ACTIVITY: Nothing but an exact reprint of the records is to be returned.

Dataset excerpts:
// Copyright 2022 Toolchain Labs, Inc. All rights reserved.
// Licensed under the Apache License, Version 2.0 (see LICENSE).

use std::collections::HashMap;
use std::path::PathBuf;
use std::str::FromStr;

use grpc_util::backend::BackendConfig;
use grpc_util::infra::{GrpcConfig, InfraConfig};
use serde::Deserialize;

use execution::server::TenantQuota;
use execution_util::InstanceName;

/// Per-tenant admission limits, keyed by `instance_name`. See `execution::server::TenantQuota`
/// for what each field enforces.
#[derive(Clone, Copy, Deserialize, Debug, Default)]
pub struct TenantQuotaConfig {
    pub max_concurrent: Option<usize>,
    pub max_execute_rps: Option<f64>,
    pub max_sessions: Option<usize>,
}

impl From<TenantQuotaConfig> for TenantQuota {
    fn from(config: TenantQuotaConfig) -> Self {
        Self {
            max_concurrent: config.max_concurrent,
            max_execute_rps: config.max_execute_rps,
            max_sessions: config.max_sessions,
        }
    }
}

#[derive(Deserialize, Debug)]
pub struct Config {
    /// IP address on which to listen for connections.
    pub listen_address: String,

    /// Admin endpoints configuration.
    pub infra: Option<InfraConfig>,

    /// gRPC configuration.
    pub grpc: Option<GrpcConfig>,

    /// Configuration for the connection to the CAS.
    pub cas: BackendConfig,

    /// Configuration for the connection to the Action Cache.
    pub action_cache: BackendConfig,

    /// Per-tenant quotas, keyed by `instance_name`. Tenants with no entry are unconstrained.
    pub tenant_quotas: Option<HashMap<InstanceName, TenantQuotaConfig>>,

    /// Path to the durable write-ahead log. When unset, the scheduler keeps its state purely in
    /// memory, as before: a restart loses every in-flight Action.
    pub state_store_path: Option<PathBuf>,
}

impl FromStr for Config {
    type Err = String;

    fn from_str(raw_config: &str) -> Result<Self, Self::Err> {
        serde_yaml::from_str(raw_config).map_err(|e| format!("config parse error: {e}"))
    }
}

OUTPUT BELOW:
// Copyright 2022 Toolchain Labs, Inc. All rights reserved.
// Licensed under the Apache License, Version 2.0 (see LICENSE).

use std::collections::HashMap;
use std::path::PathBuf;
use std::str::FromStr;

use grpc_util::backend::BackendConfig;
use grpc_util::infra::{GrpcConfig, InfraConfig};
use serde::Deserialize;

use execution::server::TenantQuota;
use execution_util::InstanceName;

/// Per-tenant admission limits, keyed by `instance_name`. See `execution::server::TenantQuota`
/// for what each field enforces.
#[derive(Clone, Copy, Deserialize, Debug, Default)]
pub struct TenantQuotaConfig {
    pub max_concurrent: Option<usize>,
    pub max_execute_rps: Option<f64>,
    pub max_sessions: Option<usize>,
}

impl From<TenantQuotaConfig> for TenantQuota {
    fn from(config: TenantQuotaConfig) -> Self {
        Self {
            max_concurrent: config.max_concurrent,
            max_execute_rps: config.max_execute_rps,
            max_sessions: config.max_sessions,
        }
    }
}

#[derive(Deserialize, Debug)]
pub struct Config {
    /// IP address on which to listen for connections.
    pub listen_address: String,

    /// Admin endpoints configuration.
    pub infra: Option<InfraConfig>,

    /// gRPC configuration.
    pub grpc: Option<GrpcConfig>,

    /// Configuration for the connection to the CAS.
    pub cas: BackendConfig,

    /// Configuration for the connection to the Action Cache.
    pub action_cache: BackendConfig,

    /// Per-tenant quotas, keyed by `instance_name`. Tenants with no entry are unconstrained.
    pub tenant_quotas: Option<HashMap<InstanceName, TenantQuotaConfig>>,

    /// Path to the durable write-ahead log. When unset, the scheduler keeps its state purely in
    /// memory, as before: a restart loses every in-flight Action.
    pub state_store_path: Option<PathBuf>,
}

impl FromStr for Config {
    type Err = String;

    fn from_str(raw_config: &str) -> Result<Self, Self::Err> {
        serde_yaml::from_str(raw_config).map_err(|e| format!("config parse error: {e}"))
    }
}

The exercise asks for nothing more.